Paraguayan shoppers used to flock in their droves to the border town of Nanawa to buy cheap imports from Argentina, where the weak peso currency for years kept relative prices low for fuel, medicine and groceries smuggled in across the frontier.
Now Nanawa is a ghost town, with prices of the contraband pushed up steeply by Argentina’s rare mix of near 300% inflation and a propped-up peso that has even rallied against the dollar in widely-used parallel markets under libertarian Prez Javier Milei.

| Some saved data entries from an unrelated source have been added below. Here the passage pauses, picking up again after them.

//! HTTP client for the remote sales-mix API.
//!
//! Wraps `reqwest` with header-based credential handling, typed response
//! deserialization, and the per-location firewall: [`SalesMixClient::fetch_one`]
//! never fails past its own boundary — every transport, status, or parse
//! problem is converted into an error sentinel row so a single location can
//! never abort a batch.

mod client;
mod error;
mod types;

pub use client::{ApiCredentials, SalesMixClient};
pub use error::SalesMixError;
pub use types::{SalesMixHeader, SalesMixItem};

/// Formats a date the way the sales-mix API expects it, e.g. `28-Aug-26`.
#[must_use]
pub fn format_transaction_date(date: chrono::NaiveDate) -> String {
    date.format("%d-%b-%y").to_string()
}

#[cfg(test)]
mod tests {
    use super::*;
    use chrono::NaiveDate;

    #[test]
    fn transaction_date_uses_day_month_abbrev_short_year() {
        let date = NaiveDate::from_ymd_opt(2026, 8, 28).unwrap();
        assert_eq!(format_transaction_date(date), "28-Aug-26");
    }

    #[test]
    fn transaction_date_zero_pads_day() {
        let date = NaiveDate::from_ymd_opt(2026, 1, 2).unwrap();
        assert_eq!(format_transaction_date(date), "02-Jan-26");
    }
}
//! Background refresh scheduler.
//!
//! Registers the periodic data-refresh job at server startup. Each tick
//! runs one full cycle, which repopulates the cache; a tick that finds a
//! still-warm cache is effectively a no-op.

use std::sync::Arc;

use tokio_cron_scheduler::{Job, JobScheduler, JobSchedulerError};

use salesboard_engine::RefreshEngine;

/// Builds and starts the scheduler with the data-refresh job registered.
///
/// Returns the running [`JobScheduler`] handle, which must be kept alive
/// for the lifetime of the process — dropping it shuts down all jobs.
///
/// # Errors
///
/// Returns [`JobSchedulerError`] if the scheduler cannot be initialised,
/// the cron expression is invalid, or the scheduler fails to start.
pub async fn build_scheduler(
    engine: Arc<RefreshEngine>,
    refresh_cron: &str,
) -> Result<JobScheduler, JobSchedulerError> {
    let scheduler = JobScheduler::new().await?;

    let job = Job::new_async(refresh_cron, move |_uuid, _lock| {
        let engine = Arc::clone(&engine);

        Box::pin(async move {
            tracing::info!("scheduler: starting refresh cycle");
            let today = chrono::Utc::now().date_naive();
            let dataset = engine.run_cycle(today).await;
            if let Some(error) = dataset.first_error() {
                tracing::warn!(error, "scheduler: refresh cycle degraded to sentinel");
            } else {
                tracing::info!(rows = dataset.len(), "scheduler: refresh cycle complete");
            }
        })
    })?;

    scheduler.add(job).await?;
    scheduler.start().await?;
    Ok(scheduler)
}
//! Application configuration resolved from the environment.

use std::net::SocketAddr;

/// Default TTL for the cached dataset snapshot, in seconds.
pub const DEFAULT_CACHE_TTL_SECS: u64 = 900;

/// Default bound on concurrent in-flight per-location fetches.
pub const DEFAULT_FETCH_CONCURRENCY: usize = 10;

/// Default over/short magnitude (in currency units) above which a location
/// raises an alert.
pub const DEFAULT_ALERT_THRESHOLD: f64 = 30.0;

/// All runtime configuration for the salesboard binaries.
///
/// Built by [`crate::config::load_app_config`]; every field has either a
/// required env var or a documented default behind it.
#[derive(Debug, Clone)]
pub struct AppConfig {
    /// Postgres connection string for the location directory.
    pub database_url: String,
    /// Base URL of the remote sales-mix API.
    pub api_base_url: String,
    /// `authenticationtoken` header value for the sales-mix API.
    pub api_token: String,
    /// `password` header value for the sales-mix API.
    pub api_password: String,
    /// `sitename` header value for the sales-mix API.
    pub api_sitename: String,
    /// `userid` header value for the sales-mix API.
    pub api_userid: String,
    /// Networked cache address; absence selects the in-process backend.
    pub redis_url: Option<String>,
    /// TTL for the cached dataset snapshot, in seconds.
    pub cache_ttl_secs: u64,
    /// Bound on concurrent in-flight per-location fetches.
    pub fetch_concurrency: usize,
    /// Per-request timeout for the sales-mix API, in seconds.
    pub request_timeout_secs: u64,
    /// Over/short magnitude above which a location raises an alert.
    pub alert_threshold: f64,
    /// Cron expression driving the data-refresh tick.
    pub refresh_cron: String,
    pub bind_addr: SocketAddr,
    pub log_level: String,
    pub db_max_connections: u32,
    pub db_min_connections: u32,
    pub db_acquire_timeout_secs: u64,
}
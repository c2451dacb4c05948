//! The fetch/cache/aggregate pipeline.
//!
//! One refresh cycle: cache lookup (hit short-circuits everything), then
//! directory query, concurrent per-location fetch, zero-sales filtering,
//! and a best-effort cache write. Aggregation over the resulting dataset is
//! pure and recomputed by consumers on every cycle.

pub mod aggregate;
pub mod cycle;
pub mod fetch;

pub use aggregate::{
    bottom_n, detect_alerts, filter_zero_sales, summarize_by_brand, top_n, RankMetric,
    NO_VALID_SALES, TOP_N,
};
pub use cycle::{build_snapshot, RefreshEngine, CACHE_KEY};
pub use fetch::fetch_all;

“Before, things worked very well, we sold everything,” said Marta, 57, a pharmacy employee in Nanawa. “Now there is nothing left.” Shopkeepers in Nanawa estimated that sales had plunged between 60-80% since Milei took office in Dec when he sharply devalued the official peso currency and ushered in austerity. Since then the peso has been allowed to depreciate just 2% per month on a controlled ‘crawling-peg’, and monthly inflation – while slowing – has been some 10-20% each month. That’s meant prices in dollar terms have soared.
In Argentina, products like olive oil and toothpaste are becoming small luxuries. Colgate toothpaste is priced at 4,976 pesos or $5 for a single 90g tube, twice what retailers charge in Paraguay and Uruguay.